Key Takeaways
• IATA warns EU aviation faces competitiveness crisis due to heavy regulations, rising costs, and slow reforms in 2025.
• EU’s SAF mandates require 2% sustainable fuel in 2025, rising to 70% by 2050, but production and costs remain problematic.
• ETS reforms limit free allowances by 2026, increasing airline costs and possibly expanding to all EU outbound flights by 2027.
Europe’s aviation sector is facing a serious competitiveness crisis, according to the International Air Transport Association (IATA). At the 81st IATA Annual General Meeting in June 2025, Willie Walsh, IATA’s Director General, warned that the European Union’s aviation industry is falling behind other regions. The main reasons, he said, are heavy regulations, rising costs, and slow progress on key reforms. This warning comes as airlines, travelers, and policymakers across Europe 🇪🇺 grapple with new climate rules, higher ticket prices, and growing worries about the future of EU aviation.
Why Is IATA Warning About a Competitiveness Crisis?

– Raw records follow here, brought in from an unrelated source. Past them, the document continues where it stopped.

//! Dense matrix helpers shared by every layer.
//!
//! Matrices are batch-major `Array2<f64>`: one sample per row. Bias vectors
//! are `Array1<f64>` and are broadcast across rows.

use ndarray::{Array1, Array2, ArrayView1, Axis};

use crate::error::{dims_mismatch, NnError, Result};

pub type Matrix = Array2<f64>;
pub type Vector = Array1<f64>;

pub fn transpose(a: &Matrix) -> Matrix {
    a.t().to_owned()
}

/// Row-major relayout of `base` into `rows x cols`.
///
/// The elements are read in row-major order and re-chunked, so
/// `reshape(reshape(a, r, c)?, a.nrows(), a.ncols())` always returns `a`.
pub fn reshape(base: &Matrix, rows: usize, cols: usize) -> Result<Matrix> {
    let from = base.dim();
    if from.0 * from.1 != rows * cols {
        return Err(NnError::ElementCountMismatch {
            from,
            to: (rows, cols),
        });
    }
    let raw: Vec<f64> = base.iter().copied().collect();
    Array2::from_shape_vec((rows, cols), raw).map_err(|_| NnError::ElementCountMismatch {
        from,
        to: (rows, cols),
    })
}

/// Checked matrix product `a · b`.
pub fn dot(a: &Matrix, b: &Matrix) -> Result<Matrix> {
    if a.ncols() != b.nrows() {
        return Err(dims_mismatch("dot", a.dim(), b.dim()));
    }
    Ok(a.dot(b))
}

/// Adds `vector[j]` to every `matrix[i][j]`.
pub fn add_vector_to_columns(matrix: &Matrix, vector: &Vector) -> Result<Matrix> {
    if vector.len() != matrix.ncols() {
        return Err(dims_mismatch(
            "add_vector_to_columns",
            matrix.dim(),
            (1, vector.len()),
        ));
    }
    let mut out = matrix.clone();
    out += vector;
    Ok(out)
}

pub fn sum_each_column(matrix: &Matrix) -> Vector {
    matrix.sum_axis(Axis(0))
}

/// Row-wise maximum and the column where it first occurs.
pub fn max_each_row(matrix: &Matrix) -> (Vector, Vec<usize>) {
    let mut values = Vector::zeros(matrix.nrows());
    let mut args = Vec::with_capacity(matrix.nrows());
    for (i, row) in matrix.rows().into_iter().enumerate() {
        let (arg, max) = argmax(row);
        values[i] = max;
        args.push(arg);
    }
    (values, args)
}

pub(crate) fn argmax(row: ArrayView1<f64>) -> (usize, f64) {
    let mut arg = 0;
    let mut max = f64::NEG_INFINITY;
    for (j, &v) in row.iter().enumerate() {
        if v > max {
            max = v;
            arg = j;
        }
    }
    (arg, max)
}

pub(crate) fn ensure_same_shape(op: &'static str, a: &Matrix, b: &Matrix) -> Result<()> {
    if a.dim() != b.dim() {
        return Err(dims_mismatch(op, a.dim(), b.dim()));
    }
    Ok(())
}

/// Bias vectors cross the parameter-map boundary as `1 x N` matrices.
pub fn vector_to_row(v: &Vector) -> Matrix {
    v.clone().insert_axis(Axis(0))
}

/// Accepts a `1 x N` row or an `N x 1` column.
pub fn row_to_vector(m: &Matrix) -> Result<Vector> {
    match m.dim() {
        (1, _) => Ok(m.row(0).to_owned()),
        (_, 1) => Ok(m.column(0).to_owned()),
        dim => Err(dims_mismatch("row_to_vector", dim, (1, dim.0 * dim.1))),
    }
}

IATA, the global trade group for airlines, has sounded the alarm because Europe’s aviation sector is struggling to keep up with the rest of the world. Other regions are investing in their airports, air traffic systems, and airline industries to attract more flights and passengers. In contrast, Europe is dealing with:
- Strict new climate rules that increase costs for airlines
- Fragmented air traffic management that causes delays and inefficiency
- Rising airport and fuel charges
- Policy decisions that sometimes reduce airport capacity instead of expanding it
Willie Walsh summed up the situation by saying, “Europe faces a deepening aviation competitiveness crisis.” He criticized EU policymakers for not taking enough action to help the industry stay strong and competitive on the global stage.
The Role of Sustainable Aviation Fuel (SAF) Mandates
One of the biggest changes affecting EU aviation is the new requirement for airlines to use more sustainable aviation fuel (SAF). SAF is a cleaner alternative to regular jet fuel, made from sources like plants or waste materials. The EU’s ReFuelEU Aviation Initiative started in January 2025 and sets strict targets:
- 2% of jet fuel must be SAF in 2025
- 6% by 2030
- Up to 70% by 2050
While these targets are meant to help the EU reach its climate goals, IATA and many airlines say they are unrealistic. The main problems are:
- Not enough SAF is being produced to meet the targets
- SAF is much more expensive than regular jet fuel
- Fuel suppliers are charging high premiums, making it even harder for airlines to afford SAF
Walsh called the situation “the EU great green scam” and said it’s turning into a “billion-dollar windfall for fuel suppliers.” Airlines worry that these costs will force them to raise ticket prices, cut routes, or even move flights to airports outside the EU, hurting the region’s aviation industry.
EU Emissions Trading System (ETS) Reforms: More Costs for Airlines
Another major challenge is the reform of the EU Emissions Trading System (ETS). This system requires airlines to buy permits, called “allowances,” for the carbon dioxide (CO2) they emit. The rules are getting stricter:
- Free allowances are being reduced by 25% in 2024 and 50% in 2025
- From 2026, airlines must buy 100% of their allowances at auction
This means airlines will have to pay much more to operate flights within the EU. The EU has set aside 20 million ETS allowances (worth €1.6 billion) to help airlines cover the extra cost of SAF, but the support varies depending on the airport and type of fuel.
There is also talk of expanding the ETS to cover all flights leaving the EU by 2027. This could bring in up to €72 billion by 2030, but it would make it even more expensive for EU airlines to compete with non-EU carriers.
For more details on the EU’s climate policies and aviation rules, readers can visit the European Commission’s Directorate-General for Climate Action.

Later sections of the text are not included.